** Opening Available data block **

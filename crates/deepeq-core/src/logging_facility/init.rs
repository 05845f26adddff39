//! Logging initialization module
//!
//! Provides a single initialization point for the logging facility.

use std::sync::Once;
use tracing_subscriber::{util::SubscriberInitExt, EnvFilter};

/// Logging profile configuration
#[derive(Debug, Clone, Copy, PartialEq, Eq)]
pub enum Profile {
    /// Human-readable output with debug level
    Development,
    /// JSON structured output with info level
    Production,
    /// Bare registry; pair with `init_test_capture()` to record events
    Test,
}

impl Profile {
    /// Filter used when `RUST_LOG` is not set
    pub fn default_filter(&self) -> &'static str {
        match self {
            Profile::Development => "deepeq_core=debug",
            Profile::Production => "deepeq_core=info",
            Profile::Test => "off",
        }
    }
}

static INIT_ONCE: Once = Once::new();

/// Initialize the logging facility
///
/// Only the first call installs a subscriber. A global subscriber installed
/// by someone else (another test harness, `init_test_capture`) is left in
/// place.
///
/// # Profiles
///
/// - **Development**: Human-readable logs with debug level
/// - **Production**: JSON structured logs with info level
/// - **Test**: Registry without output
///
/// # Example
///
/// ```
/// use deepeq_core::logging_facility::{init, Profile};
///
/// init(Profile::Development);
/// ```
pub fn init(profile: Profile) {
    INIT_ONCE.call_once(|| {
        let filter = || {
            EnvFilter::try_from_default_env()
                .unwrap_or_else(|_| EnvFilter::new(profile.default_filter()))
        };

        let installed = match profile {
            Profile::Development => tracing_subscriber::fmt()
                .with_env_filter(filter())
                .finish()
                .try_init(),
            Profile::Production => tracing_subscriber::fmt()
                .json()
                .with_env_filter(filter())
                .finish()
                .try_init(),
            Profile::Test => tracing_subscriber::registry().try_init(),
        };

        if let Err(err) = installed {
            tracing::debug!(error = %err, "subscriber already installed");
        }
    });
}

#[cfg(test)]
mod tests {
    use super::*;

    #[test]
    fn test_init_idempotent() {
        init(Profile::Test);
        init(Profile::Test);
        init(Profile::Development);
    }

    #[test]
    fn test_profile_filters() {
        assert_eq!(Profile::Development.default_filter(), "deepeq_core=debug");
        assert_eq!(Profile::Production.default_filter(), "deepeq_core=info");
        assert_ne!(Profile::Development, Profile::Production);
    }
}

** Closing Available data block **

From the listing above, collect each line in which the string "structured" appears.

    /// JSON structured output with info level
/// - **Production**: JSON structured logs with info level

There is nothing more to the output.